Using CNN for Image Classification on CIFAR-10 Dataset

Devashree Madhugiri
7 min readAug 5, 2021
CIFAR-10 Image classification using CNN (Image Source: Author)

Convolutional neural network, CNN is a type of deep learning neural network which is commonly used for image recognition, image classification, objects detection etc.

CIFAR-10 is a very popular computer vision dataset provided by the Canadian Institute For Advanced Research (CIFAR). This dataset is used in many types of deep learning research for object recognition. Details about the CIFAR-10 dataset are available here.

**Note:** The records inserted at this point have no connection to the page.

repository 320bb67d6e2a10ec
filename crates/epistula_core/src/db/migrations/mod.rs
//! SQLite migration registry and executor.
//!
//! # Responsibility
//! - Register schema migrations in strictly increasing order.
//! - Apply pending migrations atomically.
//!
//! # Invariants
//! - `version` values must remain monotonic.
//! - Applied migration version is mirrored to `PRAGMA user_version`.

use crate::db::{DbError, DbResult};
use rusqlite::Connection;

#[derive(Debug, Clone, Copy)]
struct Migration {
    version: u32,
    sql: &'static str,
}

const MIGRATIONS: &[Migration] = &[Migration {
    version: 1,
    sql: include_str!("0001_init.sql"),
}];

/// Returns the latest migration version known by this binary.
pub fn latest_version() -> u32 {
    MIGRATIONS.last().map_or(0, |migration| migration.version)
}

/// Applies all pending migrations on the provided connection.
pub fn apply_migrations(conn: &mut Connection) -> DbResult<()> {
    let current_version = current_user_version(conn)?;
    let latest = latest_version();

    if current_version > latest {
        return Err(DbError::UnsupportedSchemaVersion {
            db_version: current_version,
            latest_supported: latest,
        });
    }

    if current_version == latest {
        return Ok(());
    }

    let tx = conn.transaction()?;
    for migration in MIGRATIONS {
        if migration.version <= current_version {
            continue;
        }

        tx.execute_batch(migration.sql)?;
        tx.execute_batch(&format!("PRAGMA user_version = {};", migration.version))?;
    }
    tx.commit()?;

    Ok(())
}

fn current_user_version(conn: &Connection) -> DbResult<u32> {
    let version = conn.query_row("PRAGMA user_version;", [], |row| row.get::<_, u32>(0))?;
    Ok(version)
}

Image Source: https://www.cs.toronto.edu/~kriz/cifar.html

The ‘10’ in this CIFAR-10 dataset refers to 10 classes. These 10 classes as shown in the above image are — Airplane, Automobile, Bird, Cat, Deer, Dog, Frog, Horse, Ship and Truck respectively.

There are 60,000, 32x32 color images from these 10 classes, with 6000 images from each class. The training dataset contains 50,000 training images and the test dataset contains 10,000 test images.

The CIFAR-10 dataset images are of color images with a (32 x 32) resolution. All the images in the dataset are of shape (32,32,3) where 3 represents the number of channels i.e R-G-B (Red,Green & Blue).

Let’s start by importing all required libraries and the dataset.

import numpy as np
import matplotlib.pyplot as plt
%matplotlib inline
import keras
import tensorflow as tf

from tensorflow import keras
from keras.models import Sequential
from tensorflow.keras.layers import Input, Conv2D, Dense, Flatten, Dropout
from tensorflow.keras.layers import GlobalMaxPooling2D, MaxPooling2D
from tensorflow.keras.layers import BatchNormalization
from tensorflow.keras.models import Model
from tensorflow.keras import regularizers, optimizers
from tensorflow.keras.utils import to_categorical
from sklearn.metrics import accuracy_score

import warnings
warnings.filterwarnings('ignore')

print("Tensorflow version:",tf.__version__)
print("Keras version:",keras.__version__)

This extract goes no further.